### Task directions:
State only how many lines below include the string "format".

### Data records:
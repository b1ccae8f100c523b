//! Delivery of rendered reports to Telegram chats.
//!
//! # Overview
//!
//! [`ReportNotifier`] sends aggregated reports to the master's target chats,
//! each in the language and layout that chat has picked. Every report message
//! carries an inline keyboard; its button data is decoded by
//! [`CallbackAction::parse`].
//!
//! Delivery to one chat never blocks delivery to the others: failures are
//! logged and counted.

use tracing::{info, warn};

use crate::config::TelegramTargetConfig;
use crate::model::AggregatedReport;
use crate::prefs::{ChatPreferences, PrefsStore};
use crate::render::{Language, ViewMode, get_label, render_report};
use crate::telegram::{InlineKeyboardButton, InlineKeyboardMarkup, TelegramClient};

/// A press of one of the report keyboard buttons.
#[derive(Debug, Clone, Copy, PartialEq, Eq)]
pub enum CallbackAction {
    SetLanguage(Language),
    SetView(ViewMode),
    Refresh,
}

impl CallbackAction {
    /// Decode `lang:<code>`, `view:<mode>` or `refresh`.
    pub fn parse(data: &str) -> Option<Self> {
        match data.split_once(':') {
            Some(("lang", code)) => Language::parse(code).map(CallbackAction::SetLanguage),
            Some(("view", mode)) => ViewMode::parse(mode).map(CallbackAction::SetView),
            None if data == "refresh" => Some(CallbackAction::Refresh),
            _ => None,
        }
    }

    pub fn data(self) -> String {
        match self {
            CallbackAction::SetLanguage(lang) => format!("lang:{}", lang.as_str()),
            CallbackAction::SetView(view) => format!("view:{}", view.as_str()),
            CallbackAction::Refresh => "refresh".to_string(),
        }
    }
}

/// Keyboard attached to every report: language, layout and refresh.
///
/// The current choices are marked with a check.
pub fn report_keyboard(language: Language, view: ViewMode) -> InlineKeyboardMarkup {
    let mark = |selected: bool, text: &str| {
        if selected {
            format!("✓ {text}")
        } else {
            text.to_string()
        }
    };

    let languages = Language::ALL
        .into_iter()
        .map(|lang| {
            let name = match lang {
                Language::En => "🇬🇧 English",
                Language::Ru => "🇷🇺 Русский",
            };
            InlineKeyboardButton::new(
                mark(lang == language, name),
                CallbackAction::SetLanguage(lang).data(),
            )
        })
        .collect();

    let views = ViewMode::ALL
        .into_iter()
        .map(|mode| {
            let key = match mode {
                ViewMode::Compact => "button_compact",
                ViewMode::Detailed => "button_detailed",
            };
            InlineKeyboardButton::new(
                mark(mode == view, get_label(key, language)),
                CallbackAction::SetView(mode).data(),
            )
        })
        .collect();

    let refresh = vec![InlineKeyboardButton::new(
        get_label("button_refresh", language),
        CallbackAction::Refresh.data(),
    )];

    InlineKeyboardMarkup {
        inline_keyboard: vec![languages, views, refresh],
    }
}

/// Counts from one delivery round.
#[derive(Debug, Clone, Copy, Default, PartialEq, Eq)]
pub struct DeliverySummary {
    pub sent: usize,
    pub failed: usize,
}

/// Sends aggregated reports to chats.
#[derive(Clone)]
pub struct ReportNotifier {
    telegram: TelegramClient,
    prefs: PrefsStore,
    targets: Vec<TelegramTargetConfig>,
    default_language: Language,
    default_view: ViewMode,
}

impl ReportNotifier {
    pub fn new(
        telegram: TelegramClient,
        prefs: PrefsStore,
        targets: Vec<TelegramTargetConfig>,
    ) -> Self {
        Self {
            telegram,
            prefs,
            targets,
            default_language: Language::default(),
            default_view: ViewMode::default(),
        }
    }

    /// Preferences for chats that are not configured targets.
    pub fn with_defaults(mut self, language: Language, view: ViewMode) -> Self {
        self.default_language = language;
        self.default_view = view;
        self
    }

    pub fn telegram(&self) -> &TelegramClient {
        &self.telegram
    }

    /// Stored preferences of `chat_id`, created from the target's configured
    /// defaults on first use.
    pub async fn preferences(&self, chat_id: i64) -> anyhow::Result<ChatPreferences> {
        let (language, view) = self
            .targets
            .iter()
            .find(|t| t.chat_id == chat_id)
            .map_or((self.default_language, self.default_view), |t| {
                (t.default_language, t.default_view_mode)
            });

        self.prefs.ensure_defaults(chat_id, language, view).await
    }

    /// Send `report` to every target chat.
    pub async fn deliver(&self, report: &AggregatedReport) -> DeliverySummary {
        let mut summary = DeliverySummary::default();

        for target in &self.targets {
            match self.send_report(target.chat_id, report).await {
                Ok(()) => summary.sent += 1,
                Err(e) => {
                    warn!(chat_id = target.chat_id, error = %e, "Failed to deliver report");
                    summary.failed += 1;
                }
            }
        }

        info!(
            sent = summary.sent,
            failed = summary.failed,
            nodes = report.nodes.len(),
            "Report delivered"
        );
        summary
    }

    /// Send `report` to one chat in that chat's preferences.
    pub async fn send_report(&self, chat_id: i64, report: &AggregatedReport) -> anyhow::Result<()> {
        let prefs = self.preferences(chat_id).await?;
        let text = render_report(report, prefs.view_mode, prefs.language);
        let keyboard = report_keyboard(prefs.language, prefs.view_mode);

        self.telegram
            .send_long_message(chat_id, &text, Some(&keyboard))
            .await?;
        Ok(())
    }

    /// Redraw an existing report message in the chat's current preferences.
    pub async fn refresh_message(
        &self,
        chat_id: i64,
        message_id: i64,
        report: &AggregatedReport,
    ) -> anyhow::Result<()> {
        let prefs = self.preferences(chat_id).await?;
        let text = render_report(report, prefs.view_mode, prefs.language);
        let keyboard = report_keyboard(prefs.language, prefs.view_mode);

        self.telegram
            .edit_message_text(chat_id, message_id, &text, Some(&keyboard))
            .await?;
        Ok(())
    }

    /// Apply a keyboard action to the chat's stored preferences.
    pub async fn apply(&self, chat_id: i64, action: CallbackAction) -> anyhow::Result<()> {
        // Create the row with the target's defaults before changing one column.
        self.preferences(chat_id).await?;

        match action {
            CallbackAction::SetLanguage(language) => {
                self.prefs.set_language(chat_id, language).await
            }
            CallbackAction::SetView(view) => self.prefs.set_view_mode(chat_id, view).await,
            CallbackAction::Refresh => Ok(()),
        }
    }
}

### Reply to the task:
3